▶ **What needs to be done**
Reproduce the records word for word, from the first line to the line containing "use anyhow::Result;".

Stored items:
═══

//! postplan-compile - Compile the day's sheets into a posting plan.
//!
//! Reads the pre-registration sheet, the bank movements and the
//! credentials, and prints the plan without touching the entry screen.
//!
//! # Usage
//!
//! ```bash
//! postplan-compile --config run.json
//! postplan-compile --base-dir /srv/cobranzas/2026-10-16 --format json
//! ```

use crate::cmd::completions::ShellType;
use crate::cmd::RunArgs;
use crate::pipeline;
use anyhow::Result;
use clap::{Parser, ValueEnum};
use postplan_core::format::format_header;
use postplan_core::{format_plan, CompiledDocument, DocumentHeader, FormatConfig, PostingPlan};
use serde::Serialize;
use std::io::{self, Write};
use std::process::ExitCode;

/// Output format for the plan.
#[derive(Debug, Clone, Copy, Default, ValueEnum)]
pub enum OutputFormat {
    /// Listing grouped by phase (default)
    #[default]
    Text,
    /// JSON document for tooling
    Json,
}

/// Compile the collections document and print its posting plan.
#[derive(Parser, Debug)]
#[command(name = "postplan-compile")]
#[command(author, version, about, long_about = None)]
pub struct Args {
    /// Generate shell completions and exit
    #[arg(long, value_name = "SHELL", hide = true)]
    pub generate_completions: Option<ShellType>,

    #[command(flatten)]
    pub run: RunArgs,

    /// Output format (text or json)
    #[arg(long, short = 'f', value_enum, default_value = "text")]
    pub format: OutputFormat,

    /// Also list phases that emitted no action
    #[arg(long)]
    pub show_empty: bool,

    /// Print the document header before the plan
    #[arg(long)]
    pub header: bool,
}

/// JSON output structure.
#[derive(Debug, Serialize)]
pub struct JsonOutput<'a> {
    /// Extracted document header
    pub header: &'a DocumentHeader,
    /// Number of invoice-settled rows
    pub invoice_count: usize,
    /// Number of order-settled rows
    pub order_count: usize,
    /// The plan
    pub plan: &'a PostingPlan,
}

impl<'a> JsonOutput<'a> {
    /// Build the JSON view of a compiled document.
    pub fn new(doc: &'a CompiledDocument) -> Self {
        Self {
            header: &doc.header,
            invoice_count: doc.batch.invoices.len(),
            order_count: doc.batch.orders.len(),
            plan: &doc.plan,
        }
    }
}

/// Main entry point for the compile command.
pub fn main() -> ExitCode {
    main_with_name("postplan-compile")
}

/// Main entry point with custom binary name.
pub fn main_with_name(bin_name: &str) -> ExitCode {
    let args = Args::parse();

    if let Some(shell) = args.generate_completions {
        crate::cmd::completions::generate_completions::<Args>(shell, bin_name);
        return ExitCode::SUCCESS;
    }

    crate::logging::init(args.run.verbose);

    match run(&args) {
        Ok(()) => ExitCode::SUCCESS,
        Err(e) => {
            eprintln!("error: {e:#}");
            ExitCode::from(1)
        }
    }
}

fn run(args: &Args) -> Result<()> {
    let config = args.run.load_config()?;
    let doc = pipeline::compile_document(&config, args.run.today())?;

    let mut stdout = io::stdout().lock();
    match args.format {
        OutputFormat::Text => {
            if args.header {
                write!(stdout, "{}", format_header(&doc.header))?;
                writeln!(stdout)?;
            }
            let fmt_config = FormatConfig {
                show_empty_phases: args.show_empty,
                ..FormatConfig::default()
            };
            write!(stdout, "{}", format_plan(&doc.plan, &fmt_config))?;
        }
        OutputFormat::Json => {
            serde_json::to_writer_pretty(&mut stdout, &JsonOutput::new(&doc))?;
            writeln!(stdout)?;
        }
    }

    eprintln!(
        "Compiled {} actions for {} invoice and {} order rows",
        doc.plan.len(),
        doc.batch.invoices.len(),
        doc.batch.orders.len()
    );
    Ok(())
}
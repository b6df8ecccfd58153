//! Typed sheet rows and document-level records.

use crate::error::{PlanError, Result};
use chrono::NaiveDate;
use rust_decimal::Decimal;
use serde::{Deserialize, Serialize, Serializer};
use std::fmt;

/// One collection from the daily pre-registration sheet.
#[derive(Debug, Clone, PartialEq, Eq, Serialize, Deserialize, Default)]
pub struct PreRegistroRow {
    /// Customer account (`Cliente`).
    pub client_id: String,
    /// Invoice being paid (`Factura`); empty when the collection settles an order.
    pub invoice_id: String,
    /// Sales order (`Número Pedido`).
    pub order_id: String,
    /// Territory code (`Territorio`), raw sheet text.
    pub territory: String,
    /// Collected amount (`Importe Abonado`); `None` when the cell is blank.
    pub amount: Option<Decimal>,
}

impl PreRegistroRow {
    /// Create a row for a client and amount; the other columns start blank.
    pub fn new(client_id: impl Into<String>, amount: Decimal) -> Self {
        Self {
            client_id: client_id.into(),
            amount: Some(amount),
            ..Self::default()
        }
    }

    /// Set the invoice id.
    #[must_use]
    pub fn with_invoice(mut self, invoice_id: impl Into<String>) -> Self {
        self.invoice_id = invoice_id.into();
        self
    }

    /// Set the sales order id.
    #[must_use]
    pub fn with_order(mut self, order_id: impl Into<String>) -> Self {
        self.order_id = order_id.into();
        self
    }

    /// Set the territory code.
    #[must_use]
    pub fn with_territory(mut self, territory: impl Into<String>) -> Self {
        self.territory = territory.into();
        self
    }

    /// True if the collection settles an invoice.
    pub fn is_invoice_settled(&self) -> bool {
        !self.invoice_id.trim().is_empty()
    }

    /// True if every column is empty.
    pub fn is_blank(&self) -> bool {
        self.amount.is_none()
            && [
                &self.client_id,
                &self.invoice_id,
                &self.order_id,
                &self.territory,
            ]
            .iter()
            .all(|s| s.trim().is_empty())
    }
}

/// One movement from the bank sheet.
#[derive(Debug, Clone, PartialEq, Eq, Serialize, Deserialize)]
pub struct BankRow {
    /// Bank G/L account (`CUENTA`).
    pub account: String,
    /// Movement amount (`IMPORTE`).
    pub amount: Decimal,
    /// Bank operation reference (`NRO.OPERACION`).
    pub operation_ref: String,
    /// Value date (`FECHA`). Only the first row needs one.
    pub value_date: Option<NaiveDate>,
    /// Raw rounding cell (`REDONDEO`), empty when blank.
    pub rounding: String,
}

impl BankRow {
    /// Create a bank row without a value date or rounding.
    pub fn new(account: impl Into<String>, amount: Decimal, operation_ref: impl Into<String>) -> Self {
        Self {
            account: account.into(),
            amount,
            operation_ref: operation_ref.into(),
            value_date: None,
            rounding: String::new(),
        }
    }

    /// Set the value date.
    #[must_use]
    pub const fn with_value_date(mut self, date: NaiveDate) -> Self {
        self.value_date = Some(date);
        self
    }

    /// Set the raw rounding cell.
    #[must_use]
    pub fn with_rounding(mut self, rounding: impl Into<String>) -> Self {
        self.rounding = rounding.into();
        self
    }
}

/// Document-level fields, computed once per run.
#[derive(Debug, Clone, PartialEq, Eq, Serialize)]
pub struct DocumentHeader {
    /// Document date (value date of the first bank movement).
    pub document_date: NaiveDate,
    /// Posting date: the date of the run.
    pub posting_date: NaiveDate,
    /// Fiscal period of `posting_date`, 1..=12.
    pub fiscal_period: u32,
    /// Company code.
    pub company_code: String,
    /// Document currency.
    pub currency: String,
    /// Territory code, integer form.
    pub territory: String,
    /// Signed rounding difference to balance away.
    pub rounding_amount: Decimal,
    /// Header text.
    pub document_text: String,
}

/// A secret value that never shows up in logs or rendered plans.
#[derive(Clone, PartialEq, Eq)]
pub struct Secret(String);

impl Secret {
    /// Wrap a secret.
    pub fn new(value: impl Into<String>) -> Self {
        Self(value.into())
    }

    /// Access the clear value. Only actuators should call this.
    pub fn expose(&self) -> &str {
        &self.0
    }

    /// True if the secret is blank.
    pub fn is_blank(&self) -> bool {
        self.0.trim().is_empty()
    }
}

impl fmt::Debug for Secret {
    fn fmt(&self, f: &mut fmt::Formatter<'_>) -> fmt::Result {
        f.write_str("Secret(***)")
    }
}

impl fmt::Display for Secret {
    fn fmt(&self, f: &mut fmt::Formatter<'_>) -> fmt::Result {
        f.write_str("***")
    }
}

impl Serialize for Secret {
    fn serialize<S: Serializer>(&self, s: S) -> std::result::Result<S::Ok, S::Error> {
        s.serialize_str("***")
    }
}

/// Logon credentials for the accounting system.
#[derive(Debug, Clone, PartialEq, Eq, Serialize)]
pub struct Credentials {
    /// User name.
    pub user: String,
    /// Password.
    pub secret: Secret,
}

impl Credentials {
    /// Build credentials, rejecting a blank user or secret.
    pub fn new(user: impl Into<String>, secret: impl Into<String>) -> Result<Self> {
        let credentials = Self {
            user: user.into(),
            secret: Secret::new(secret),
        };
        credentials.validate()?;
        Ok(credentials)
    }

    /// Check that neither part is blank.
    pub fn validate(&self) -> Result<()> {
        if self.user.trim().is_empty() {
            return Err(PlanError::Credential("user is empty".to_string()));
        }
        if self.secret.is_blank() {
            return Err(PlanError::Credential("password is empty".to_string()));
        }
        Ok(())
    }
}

═══

▶ **Exercise solution**
//! postplan-compile - Compile the day's sheets into a posting plan.
//!
//! Reads the pre-registration sheet, the bank movements and the
//! credentials, and prints the plan without touching the entry screen.
//!
//! # Usage
//!
//! ```bash
//! postplan-compile --config run.json
//! postplan-compile --base-dir /srv/cobranzas/2026-10-16 --format json
//! ```

use crate::cmd::completions::ShellType;
use crate::cmd::RunArgs;
use crate::pipeline;
use anyhow::Result;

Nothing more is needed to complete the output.